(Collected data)

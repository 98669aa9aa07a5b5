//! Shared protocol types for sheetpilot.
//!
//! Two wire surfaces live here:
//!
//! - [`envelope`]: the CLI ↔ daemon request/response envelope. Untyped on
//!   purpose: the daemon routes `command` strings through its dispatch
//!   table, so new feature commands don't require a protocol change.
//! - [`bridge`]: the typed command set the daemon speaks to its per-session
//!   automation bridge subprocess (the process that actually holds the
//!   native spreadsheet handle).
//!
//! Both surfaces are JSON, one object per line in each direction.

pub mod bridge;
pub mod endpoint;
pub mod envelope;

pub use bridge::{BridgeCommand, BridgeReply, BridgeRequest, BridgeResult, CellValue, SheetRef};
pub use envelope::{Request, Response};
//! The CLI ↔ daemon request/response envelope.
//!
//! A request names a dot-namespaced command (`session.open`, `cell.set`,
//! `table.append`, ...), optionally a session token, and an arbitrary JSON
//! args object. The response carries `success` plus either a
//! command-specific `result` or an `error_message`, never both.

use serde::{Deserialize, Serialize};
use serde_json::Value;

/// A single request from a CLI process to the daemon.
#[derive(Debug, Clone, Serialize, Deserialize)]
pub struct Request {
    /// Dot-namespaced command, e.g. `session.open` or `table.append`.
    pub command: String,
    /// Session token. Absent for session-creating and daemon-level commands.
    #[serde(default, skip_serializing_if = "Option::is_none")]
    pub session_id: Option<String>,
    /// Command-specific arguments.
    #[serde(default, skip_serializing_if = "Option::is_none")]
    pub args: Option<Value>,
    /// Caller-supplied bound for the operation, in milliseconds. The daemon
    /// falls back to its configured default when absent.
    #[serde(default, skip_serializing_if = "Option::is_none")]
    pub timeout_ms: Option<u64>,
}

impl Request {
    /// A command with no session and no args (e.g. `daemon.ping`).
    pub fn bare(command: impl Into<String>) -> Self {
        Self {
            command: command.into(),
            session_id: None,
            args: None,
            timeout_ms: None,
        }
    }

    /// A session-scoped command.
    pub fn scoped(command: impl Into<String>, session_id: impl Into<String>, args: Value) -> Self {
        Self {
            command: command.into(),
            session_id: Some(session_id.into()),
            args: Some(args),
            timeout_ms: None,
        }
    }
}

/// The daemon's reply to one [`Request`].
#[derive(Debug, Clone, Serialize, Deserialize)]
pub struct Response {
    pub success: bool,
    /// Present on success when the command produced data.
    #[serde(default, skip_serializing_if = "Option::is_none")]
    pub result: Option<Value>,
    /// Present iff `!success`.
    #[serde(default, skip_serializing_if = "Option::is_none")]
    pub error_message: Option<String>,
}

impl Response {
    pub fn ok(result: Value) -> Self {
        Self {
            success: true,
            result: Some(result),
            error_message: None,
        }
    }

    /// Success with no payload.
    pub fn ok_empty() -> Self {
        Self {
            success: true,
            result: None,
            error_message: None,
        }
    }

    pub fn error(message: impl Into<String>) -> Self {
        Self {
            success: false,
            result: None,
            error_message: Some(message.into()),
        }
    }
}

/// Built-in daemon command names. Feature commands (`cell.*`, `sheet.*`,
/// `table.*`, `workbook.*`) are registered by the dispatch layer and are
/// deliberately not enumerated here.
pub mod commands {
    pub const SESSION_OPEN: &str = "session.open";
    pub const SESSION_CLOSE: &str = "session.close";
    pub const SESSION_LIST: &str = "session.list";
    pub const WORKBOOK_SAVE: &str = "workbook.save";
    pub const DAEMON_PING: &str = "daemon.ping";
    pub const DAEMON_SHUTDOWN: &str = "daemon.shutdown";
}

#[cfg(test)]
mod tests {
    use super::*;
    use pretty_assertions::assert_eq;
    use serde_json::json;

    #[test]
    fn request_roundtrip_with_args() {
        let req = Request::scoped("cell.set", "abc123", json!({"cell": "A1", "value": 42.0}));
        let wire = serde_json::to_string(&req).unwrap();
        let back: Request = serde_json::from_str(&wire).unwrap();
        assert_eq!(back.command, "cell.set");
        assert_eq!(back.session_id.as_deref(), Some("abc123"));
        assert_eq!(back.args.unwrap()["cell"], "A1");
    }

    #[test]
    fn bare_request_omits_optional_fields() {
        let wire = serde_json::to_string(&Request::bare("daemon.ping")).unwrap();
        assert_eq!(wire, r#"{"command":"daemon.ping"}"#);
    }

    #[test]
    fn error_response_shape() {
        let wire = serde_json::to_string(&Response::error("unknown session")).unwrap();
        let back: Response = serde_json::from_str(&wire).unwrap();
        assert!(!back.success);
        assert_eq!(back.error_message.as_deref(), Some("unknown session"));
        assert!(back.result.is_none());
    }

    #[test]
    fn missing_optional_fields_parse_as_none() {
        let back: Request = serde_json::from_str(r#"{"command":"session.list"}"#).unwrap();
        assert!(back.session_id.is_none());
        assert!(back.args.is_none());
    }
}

- What you need to do: Return all the lines shown above, word for word.

- Answer to this task:
repository 98669aa9aa07a5b5
//! Shared protocol types for sheetpilot.
//!
//! Two wire surfaces live here:
//!
//! - [`envelope`]: the CLI ↔ daemon request/response envelope. Untyped on
//!   purpose: the daemon routes `command` strings through its dispatch
//!   table, so new feature commands don't require a protocol change.
//! - [`bridge`]: the typed command set the daemon speaks to its per-session
//!   automation bridge subprocess (the process that actually holds the
//!   native spreadsheet handle).
//!
//! Both surfaces are JSON, one object per line in each direction.

pub mod bridge;
pub mod endpoint;
pub mod envelope;

pub use bridge::{BridgeCommand, BridgeReply, BridgeRequest, BridgeResult, CellValue, SheetRef};
pub use envelope::{Request, Response};
//! The CLI ↔ daemon request/response envelope.
//!
//! A request names a dot-namespaced command (`session.open`, `cell.set`,
//! `table.append`, ...), optionally a session token, and an arbitrary JSON
//! args object. The response carries `success` plus either a
//! command-specific `result` or an `error_message`, never both.

use serde::{Deserialize, Serialize};
use serde_json::Value;

/// A single request from a CLI process to the daemon.
#[derive(Debug, Clone, Serialize, Deserialize)]
pub struct Request {
    /// Dot-namespaced command, e.g. `session.open` or `table.append`.
    pub command: String,
    /// Session token. Absent for session-creating and daemon-level commands.
    #[serde(default, skip_serializing_if = "Option::is_none")]
    pub session_id: Option<String>,
    /// Command-specific arguments.
    #[serde(default, skip_serializing_if = "Option::is_none")]
    pub args: Option<Value>,
    /// Caller-supplied bound for the operation, in milliseconds. The daemon
    /// falls back to its configured default when absent.
    #[serde(default, skip_serializing_if = "Option::is_none")]
    pub timeout_ms: Option<u64>,
}

impl Request {
    /// A command with no session and no args (e.g. `daemon.ping`).
    pub fn bare(command: impl Into<String>) -> Self {
        Self {
            command: command.into(),
            session_id: None,
            args: None,
            timeout_ms: None,
        }
    }

    /// A session-scoped command.
    pub fn scoped(command: impl Into<String>, session_id: impl Into<String>, args: Value) -> Self {
        Self {
            command: command.into(),
            session_id: Some(session_id.into()),
            args: Some(args),
            timeout_ms: None,
        }
    }
}

/// The daemon's reply to one [`Request`].
#[derive(Debug, Clone, Serialize, Deserialize)]
pub struct Response {
    pub success: bool,
    /// Present on success when the command produced data.
    #[serde(default, skip_serializing_if = "Option::is_none")]
    pub result: Option<Value>,
    /// Present iff `!success`.
    #[serde(default, skip_serializing_if = "Option::is_none")]
    pub error_message: Option<String>,
}

impl Response {
    pub fn ok(result: Value) -> Self {
        Self {
            success: true,
            result: Some(result),
            error_message: None,
        }
    }

    /// Success with no payload.
    pub fn ok_empty() -> Self {
        Self {
            success: true,
            result: None,
            error_message: None,
        }
    }

    pub fn error(message: impl Into<String>) -> Self {
        Self {
            success: false,
            result: None,
            error_message: Some(message.into()),
        }
    }
}

/// Built-in daemon command names. Feature commands (`cell.*`, `sheet.*`,
/// `table.*`, `workbook.*`) are registered by the dispatch layer and are
/// deliberately not enumerated here.
pub mod commands {
    pub const SESSION_OPEN: &str = "session.open";
    pub const SESSION_CLOSE: &str = "session.close";
    pub const SESSION_LIST: &str = "session.list";
    pub const WORKBOOK_SAVE: &str = "workbook.save";
    pub const DAEMON_PING: &str = "daemon.ping";
    pub const DAEMON_SHUTDOWN: &str = "daemon.shutdown";
}

#[cfg(test)]
mod tests {
    use super::*;
    use pretty_assertions::assert_eq;
    use serde_json::json;

    #[test]
    fn request_roundtrip_with_args() {
        let req = Request::scoped("cell.set", "abc123", json!({"cell": "A1", "value": 42.0}));
        let wire = serde_json::to_string(&req).unwrap();
        let back: Request = serde_json::from_str(&wire).unwrap();
        assert_eq!(back.command, "cell.set");
        assert_eq!(back.session_id.as_deref(), Some("abc123"));
        assert_eq!(back.args.unwrap()["cell"], "A1");
    }

    #[test]
    fn bare_request_omits_optional_fields() {
        let wire = serde_json::to_string(&Request::bare("daemon.ping")).unwrap();
        assert_eq!(wire, r#"{"command":"daemon.ping"}"#);
    }

    #[test]
    fn error_response_shape() {
        let wire = serde_json::to_string(&Response::error("unknown session")).unwrap();
        let back: Response = serde_json::from_str(&wire).unwrap();
        assert!(!back.success);
        assert_eq!(back.error_message.as_deref(), Some("unknown session"));
        assert!(back.result.is_none());
    }

    #[test]
    fn missing_optional_fields_parse_as_none() {
        let back: Request = serde_json::from_str(r#"{"command":"session.list"}"#).unwrap();
        assert!(back.session_id.is_none());
        assert!(back.args.is_none());
    }
}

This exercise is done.